SEE: Gothamist – On The Way (Link live tomorrow, 2/14)
https://gothamist.com/tags/on-the-way

DOE Email To Parent
https://web.tresorit.com/l/qW301#crFzOA8bboLiBIu3rMU-AA
“OMNY’s student dragnet is putting school kids on the express train to deportation,” said Surveillance Technology Oversight Project Executive Director Albert Fox Cahn. “It’s an appalling betrayal that transit and school officials would turn bus passes into tracking devices. If we allow students’ movements to be tracked over time, it puts them and their families at risk, creating a massive database where many of New York’s most vulnerable families live. We cannot accept that more tracking is the price of every new piece of transit technology.
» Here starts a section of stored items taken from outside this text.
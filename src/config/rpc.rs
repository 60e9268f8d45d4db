//! RPC endpoint configuration
//!
//! Resolution order:
//! 1. `RPC_URL` from the environment or the config file
//! 2. A public endpoint for the configured chain (rate limited, for testing only)
//!
//! # Examples
//!
//! ```bash
//! # Private endpoint (recommended)
//! export RPC_URL="https://bsc-mainnet.nodereal.io/v1/YOUR_KEY"
//! export CHAIN_ID=56
//!
//! # No RPC_URL - falls back to the public BSC dataseed
//! ```

use crate::{Error, Result};

/// Chain ID constants
pub mod chains {
    pub const BSC: u64 = 56;
    pub const BSC_TESTNET: u64 = 97;
}

/// Public RPC endpoints (rate limited, for testing only)
mod public_rpcs {
    pub const BSC: &str = "https://bsc-dataseed1.binance.org/";
    pub const BSC_TESTNET: &str = "https://data-seed-prebsc-1-s1.binance.org:8545/";
}

/// Resolved RPC endpoint for a single chain
#[derive(Debug, Clone, PartialEq, Eq)]
pub struct RpcConfig {
    url: String,
    chain_id: u64,
}

impl RpcConfig {
    /// Resolve the endpoint for `chain_id`, preferring an explicit URL
    pub fn resolve(explicit: Option<&str>, chain_id: u64) -> Result<Self> {
        if let Some(url) = explicit.map(str::trim).filter(|u| !u.is_empty()) {
            tracing::debug!(chain_id, "Using configured RPC URL");
            return Ok(Self::with_url(url, chain_id));
        }

        let fallback = Self::public_rpc(chain_id).ok_or_else(|| {
            Error::Config(format!(
                "No RPC_URL configured and no public endpoint known for chain {}",
                chain_id
            ))
        })?;

        tracing::warn!(
            chain_id,
            url = fallback,
            "No RPC_URL configured, using public RPC (rate limited)"
        );
        Ok(Self::with_url(fallback, chain_id))
    }

    /// Create with an explicit RPC URL
    pub fn with_url(url: impl Into<String>, chain_id: u64) -> Self {
        Self {
            url: url.into(),
            chain_id,
        }
    }

    fn public_rpc(chain_id: u64) -> Option<&'static str> {
        match chain_id {
            chains::BSC => Some(public_rpcs::BSC),
            chains::BSC_TESTNET => Some(public_rpcs::BSC_TESTNET),
            _ => None,
        }
    }

    pub fn url(&self) -> &str {
        &self.url
    }

    pub fn chain_id(&self) -> u64 {
        self.chain_id
    }

    /// Parse the endpoint for use with alloy providers
    pub fn parsed_url(&self) -> Result<url::Url> {
        self.url
            .parse()
            .map_err(|e| Error::Config(format!("Invalid RPC URL {}: {}", self.url, e)))
    }
}

#[cfg(test)]
mod tests {
    use super::*;

    #[test]
    fn explicit_url_wins() {
        let rpc = RpcConfig::resolve(Some("https://custom.rpc"), chains::BSC).unwrap();
        assert_eq!(rpc.url(), "https://custom.rpc");
        assert_eq!(rpc.chain_id(), chains::BSC);
    }

    #[test]
    fn public_rpc_fallbacks() {
        let rpc = RpcConfig::resolve(None, chains::BSC).unwrap();
        assert_eq!(rpc.url(), public_rpcs::BSC);

        let rpc = RpcConfig::resolve(Some("   "), chains::BSC_TESTNET).unwrap();
        assert_eq!(rpc.url(), public_rpcs::BSC_TESTNET);
    }

    #[test]
    fn unknown_chain_without_url_is_rejected() {
        let err = RpcConfig::resolve(None, 999).unwrap_err();
        assert!(matches!(err, Error::Config(_)));
    }

    #[test]
    fn parsed_url_rejects_garbage() {
        assert!(RpcConfig::with_url("not a url", 56).parsed_url().is_err());
        assert!(RpcConfig::with_url("http://localhost:8545", 56)
            .parsed_url()
            .is_ok());
    }
}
When so many New Yorkers lack access to reliable transportation, the MTA should be focused on getting more reliable train and bus service, not mass surveillance.”
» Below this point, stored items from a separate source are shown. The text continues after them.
//! Randomized volume loop
//!
//! A [`VolumeSession`] runs one cycle at a time on the calling task: pick a
//! wallet, pick a side, trade, record, sleep. Stopping is cooperative and is
//! only observed at the top of a cycle, so an in-flight trade always runs to
//! confirmation.

use super::sampling::{draw_buy_amount, draw_interval, draw_sell_percentage, draw_side};
use super::{Side, StatsAggregator, TradeExecutor, TradeOutcome, VenueRouter, VolumeStats};
use crate::config::TradingConfig;
use crate::units::short;
use crate::wallet::WalletPool;
use crate::{Error, Result};
use alloy::primitives::Address;
use rand::rngs::StdRng;
use rand::SeedableRng;
use std::sync::atomic::{AtomicBool, AtomicU8, Ordering};
use std::sync::Arc;
use std::time::Duration;
use tokio::time::Instant;
use tracing::Instrument;
use uuid::Uuid;

/// Extra delay after a failed trade, before the regular interval
pub const FAILURE_BACKOFF: Duration = Duration::from_secs(5);

#[derive(Debug, Clone, Copy, PartialEq, Eq)]
#[repr(u8)]
pub enum SessionState {
    Idle = 0,
    Running = 1,
    Stopping = 2,
    Stopped = 3,
}

impl SessionState {
    fn from_u8(value: u8) -> Self {
        match value {
            0 => SessionState::Idle,
            1 => SessionState::Running,
            2 => SessionState::Stopping,
            _ => SessionState::Stopped,
        }
    }
}

#[derive(Debug)]
struct ControlState {
    state: AtomicU8,
    stop_requested: AtomicBool,
}

/// Cloneable stop control for a running session
///
/// Safe to hand to a signal handler: it only flips flags and never touches
/// wallets or statistics.
#[derive(Debug, Clone)]
pub struct SessionHandle {
    inner: Arc<ControlState>,
}

impl SessionHandle {
    fn new() -> Self {
        Self {
            inner: Arc::new(ControlState {
                state: AtomicU8::new(SessionState::Idle as u8),
                stop_requested: AtomicBool::new(false),
            }),
        }
    }

    /// Ask the session to stop at the next cycle boundary
    pub fn stop(&self) {
        self.inner.stop_requested.store(true, Ordering::SeqCst);
        let _ = self.inner.state.compare_exchange(
            SessionState::Running as u8,
            SessionState::Stopping as u8,
            Ordering::SeqCst,
            Ordering::SeqCst,
        );
    }

    pub fn state(&self) -> SessionState {
        SessionState::from_u8(self.inner.state.load(Ordering::SeqCst))
    }

    pub fn stop_requested(&self) -> bool {
        self.inner.stop_requested.load(Ordering::SeqCst)
    }

    fn start(&self) -> bool {
        self.inner
            .state
            .compare_exchange(
                SessionState::Idle as u8,
                SessionState::Running as u8,
                Ordering::SeqCst,
                Ordering::SeqCst,
            )
            .is_ok()
    }

    fn finish(&self) {
        self.inner
            .state
            .store(SessionState::Stopped as u8, Ordering::SeqCst);
    }
}

/// State of one volume-boosting run
pub struct VolumeSession {
    id: Uuid,
    wallets: Arc<WalletPool>,
    router: VenueRouter,
    trading: TradingConfig,
    stats: StatsAggregator,
    rng: StdRng,
    handle: SessionHandle,
    cycles: u64,
}

impl VolumeSession {
    pub fn new(wallets: Arc<WalletPool>, router: VenueRouter, trading: TradingConfig) -> Self {
        Self {
            id: Uuid::new_v4(),
            wallets,
            router,
            trading,
            stats: StatsAggregator::new(),
            rng: StdRng::from_entropy(),
            handle: SessionHandle::new(),
            cycles: 0,
        }
    }

    /// Use a deterministic RNG for wallet, side, amount and delay draws
    pub fn with_seed(mut self, seed: u64) -> Self {
        self.rng = StdRng::seed_from_u64(seed);
        self
    }

    pub fn id(&self) -> Uuid {
        self.id
    }

    pub fn handle(&self) -> SessionHandle {
        self.handle.clone()
    }

    pub fn state(&self) -> SessionState {
        self.handle.state()
    }

    pub fn stop(&self) {
        self.handle.stop();
    }

    pub fn stats(&self) -> VolumeStats {
        self.stats.snapshot()
    }

    pub fn reset_stats(&mut self) {
        self.stats.reset();
    }

    /// Cycles started so far, including skipped and failed ones
    pub fn cycles(&self) -> u64 {
        self.cycles
    }

    /// Trade `token` until stopped or until `duration` has elapsed
    ///
    /// Fails only before the first cycle: when the session was already run,
    /// or when no venue can trade the token.
    pub async fn run(&mut self, token: Address, duration: Option<Duration>) -> Result<VolumeStats> {
        if !self.handle.start() {
            return Err(Error::InvalidArgument(format!(
                "Session {} cannot be started from state {:?}",
                self.id,
                self.handle.state()
            )));
        }

        let span = tracing::info_span!("volume_session", session = %self.id, token = %short(&token, 10));
        let result = self.run_cycles(token, duration).instrument(span).await;

        self.handle.finish();
        result
    }

    async fn run_cycles(&mut self, token: Address, duration: Option<Duration>) -> Result<VolumeStats> {
        let wallets = Arc::clone(&self.wallets);

        let gateway = self.router.resolve(token, wallets.get(0)?).await?;
        let executor = TradeExecutor::new(gateway, self.trading.slippage_tolerance);

        tracing::info!(
            venue = %executor.venue(),
            wallets = wallets.len(),
            duration_secs = duration.map(|d| d.as_secs()),
            "Starting volume boost"
        );

        let started = Instant::now();
        self.stats.mark_started();

        loop {
            if self.handle.stop_requested() {
                tracing::info!("Stop requested");
                break;
            }
            if duration.is_some_and(|d| started.elapsed() >= d) {
                tracing::info!("Session duration reached");
                break;
            }
            self.cycles += 1;

            let wallet = wallets.random_with(&mut self.rng);
            let side = draw_side(&mut self.rng);

            let outcome = match side {
                Side::Buy => {
                    let amount = draw_buy_amount(&self.trading.buy_amount, &mut self.rng);
                    executor
                        .buy(token, amount, wallet)
                        .await
                        .map(TradeOutcome::Executed)
                }
                Side::Sell => {
                    let percentage = draw_sell_percentage(&self.trading.sell_percentage, &mut self.rng);
                    executor.sell(token, percentage, wallet).await
                }
            };

            match outcome {
                Ok(TradeOutcome::Executed(trade)) => self.stats.record(&trade),
                Ok(TradeOutcome::Skipped(reason)) => {
                    tracing::debug!(wallet = %wallet.address(), %reason, "Trade skipped");
                }
                Err(e) => {
                    tracing::error!(
                        venue = %executor.venue(),
                        %side,
                        wallet = %wallet.address(),
                        error = %e,
                        "Trade failed"
                    );
                    tokio::time::sleep(FAILURE_BACKOFF).await;
                }
            }

            let delay = draw_interval(&self.trading.interval, &mut self.rng);
            tracing::debug!(delay_ms = delay.as_millis() as u64, "Waiting for next trade");
            tokio::time::sleep(delay).await;
        }

        let stats = self.stats.snapshot();
        tracing::info!(
            cycles = self.cycles,
            trades = stats.total_trades,
            buys = stats.buys,
            sells = stats.sells,
            volume = %stats.total_volume,
            profit_loss = %stats.profit_loss,
            "Volume boost finished"
        );
        Ok(stats)
    }
}

#[cfg(test)]
mod tests {
    use super::*;
    use crate::config::IntervalRange;
    use crate::gateway::testing::MockGateway;
    use crate::gateway::{ExchangeGateway, Venue};
    use crate::wallet::testing::test_pool;
    use alloy::primitives::U256;

    const TOKEN: Address = Address::repeat_byte(0x70);

    fn fixed_interval(ms: u64) -> TradingConfig {
        TradingConfig {
            interval: IntervalRange {
                min_ms: ms,
                max_ms: ms,
            },
            ..TradingConfig::default()
        }
    }

    /// Session whose token has no AMM pool and trades on a mock bonding curve
    fn session(trading: TradingConfig) -> (Arc<MockGateway>, VolumeSession) {
        let amm = Arc::new(MockGateway::new(Venue::Amm));
        let curve = Arc::new(MockGateway::new(Venue::BondingCurve));
        let router = VenueRouter::new(amm, Some(Arc::clone(&curve) as Arc<dyn ExchangeGateway>));
        let session = VolumeSession::new(Arc::new(test_pool(3)), router, trading).with_seed(7);
        (curve, session)
    }

    #[tokio::test(start_paused = true)]
    async fn duration_bounds_the_number_of_cycles() {
        let (_, mut session) = session(fixed_interval(10_000));

        session.run(TOKEN, Some(Duration::from_secs(60))).await.unwrap();

        assert_eq!(session.cycles(), 6);
        assert_eq!(session.state(), SessionState::Stopped);
    }

    #[tokio::test(start_paused = true)]
    async fn zero_duration_runs_no_cycles() {
        let (curve, mut session) = session(fixed_interval(10_000));

        let stats = session.run(TOKEN, Some(Duration::ZERO)).await.unwrap();

        assert_eq!(session.cycles(), 0);
        assert_eq!(stats.total_trades, 0);
        assert!(curve.state.lock().unwrap().buys.is_empty());
    }

    #[tokio::test(start_paused = true)]
    async fn stop_before_start_exits_immediately() {
        let (_, mut session) = session(fixed_interval(10_000));
        session.stop();
        assert_eq!(session.state(), SessionState::Idle);

        session.run(TOKEN, None).await.unwrap();

        assert_eq!(session.cycles(), 0);
        assert_eq!(session.state(), SessionState::Stopped);
    }

    #[tokio::test(start_paused = true)]
    async fn stop_is_observed_at_the_next_cycle() {
        let (_, mut session) = session(fixed_interval(10_000));
        let handle = session.handle();

        let stopper = tokio::spawn(async move {
            tokio::time::sleep(Duration::from_secs(25)).await;
            handle.stop();
            handle.state()
        });

        session.run(TOKEN, None).await.unwrap();

        assert_eq!(stopper.await.unwrap(), SessionState::Stopping);
        assert_eq!(session.cycles(), 3);
        assert_eq!(session.state(), SessionState::Stopped);
    }

    #[tokio::test(start_paused = true)]
    async fn counters_match_successful_trades() {
        let (curve, mut session) = session(fixed_interval(1_000));

        let stats = session.run(TOKEN, Some(Duration::from_secs(100))).await.unwrap();

        let state = curve.state.lock().unwrap();
        assert_eq!(session.cycles(), 100);
        assert_eq!(stats.buys, state.buys.len() as u64);
        assert_eq!(stats.sells, state.sells.len() as u64);
        assert_eq!(stats.total_trades, stats.buys + stats.sells);
        assert!(stats.buys > 0);
        // Early sells from wallets that never bought are skipped, not counted
        assert!(stats.total_trades <= session.cycles());
    }

    #[tokio::test(start_paused = true)]
    async fn failures_back_off_before_the_interval() {
        let (curve, mut session) = session(fixed_interval(10_000));
        {
            let mut state = curve.state.lock().unwrap();
            state.fail_buys = true;
            state.fail_balance = true;
        }

        let stats = session.run(TOKEN, Some(Duration::from_secs(60))).await.unwrap();

        // Each failed cycle takes 5 s + 10 s
        assert_eq!(session.cycles(), 4);
        assert_eq!(stats.total_trades, 0);
    }

    #[tokio::test(start_paused = true)]
    async fn amm_is_used_when_priced() {
        let amm = Arc::new(MockGateway::new(Venue::Amm).with_unit_price(Some(U256::from(5))));
        let router = VenueRouter::new(Arc::clone(&amm) as Arc<dyn ExchangeGateway>, None);
        let mut session =
            VolumeSession::new(Arc::new(test_pool(1)), router, fixed_interval(10_000)).with_seed(1);

        let stats = session.run(TOKEN, Some(Duration::from_secs(30))).await.unwrap();

        let state = amm.state.lock().unwrap();
        assert_eq!(state.price_calls, 1);
        assert_eq!(stats.total_trades, (state.buys.len() + state.sells.len()) as u64);
    }

    #[tokio::test(start_paused = true)]
    async fn venue_is_detected_with_the_first_wallet() {
        let amm = Arc::new(MockGateway::new(Venue::Amm).with_unit_price(Some(U256::from(5))));
        let router = VenueRouter::new(Arc::clone(&amm) as Arc<dyn ExchangeGateway>, None);
        let pool = Arc::new(test_pool(3));
        let first = pool.all()[0].address();
        let mut session = VolumeSession::new(pool, router, fixed_interval(10_000)).with_seed(3);

        session.run(TOKEN, Some(Duration::ZERO)).await.unwrap();

        assert_eq!(amm.state.lock().unwrap().priced_by, vec![first]);
    }

    #[tokio::test]
    async fn missing_factory_fails_and_cannot_restart() {
        let amm = Arc::new(MockGateway::new(Venue::Amm));
        let router = VenueRouter::new(amm, None);
        let mut session = VolumeSession::new(Arc::new(test_pool(1)), router, fixed_interval(10));

        let err = session.run(TOKEN, None).await.unwrap_err();
        assert!(matches!(err, Error::Initialization(_)));
        assert_eq!(session.state(), SessionState::Stopped);

        assert!(matches!(
            session.run(TOKEN, None).await,
            Err(Error::InvalidArgument(_))
        ));
    }

    #[test]
    fn sessions_get_distinct_ids() {
        let (_, a) = session(TradingConfig::default());
        let (_, b) = session(TradingConfig::default());
        assert_ne!(a.id(), b.id());
    }
}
“As OMNY cards become a mainstream method to public transportation access, and many public-school students receive their free OMNY cards to commute around the city, we must recognize the risks this new system presents,” said New York State Senator Kristen Gonzalez. “These OMNY cards are directly associated with the students and their uses can be tracked in real time. This poses an unacceptable privacy risk to OMNY users, including students, and their families. I’m proud to introduce this OMNY data privacy bill that will restrict the MTA and its vendors from sharing OMNY card data. We need to provide affordable and accessible transportation to all New Yorkers, but we cannot do so at the cost of violating privacy rights and creating a dragnet that allows for unregulated mass surveillance.”
 
The news comes as the civil rights group continues to fight for passage of legislation that would protect transit data from law enforcement.  The OMNY Privacy Act would block the MTA from sharing OMNY users’ information with law enforcement without a warrant, blocking the sort of routine sharing that is possible today. And the Modernize the PPPL Act would protect data held by New York State agencies more broadly, including the MTA, banning warrantless sharing with law enforcement.
 
SEE: New York State Senate – OMNY Privacy Act
https://www.nysenate.gov/legislation/bills/2023/S6142

New York State Senate - Modernize the PPPL Act
https://www.nysenate.gov/legislation/bills/2023/S4044

The Surveillance Technology Oversight Project is a non-profit advocacy organization and legal services provider. S.T.O.P. litigates and advocates for privacy, fighting excessive local and state-level surveillance. Our work highlights the discriminatory impact of surveillance on Muslim Americans, immigrants, and communities of color.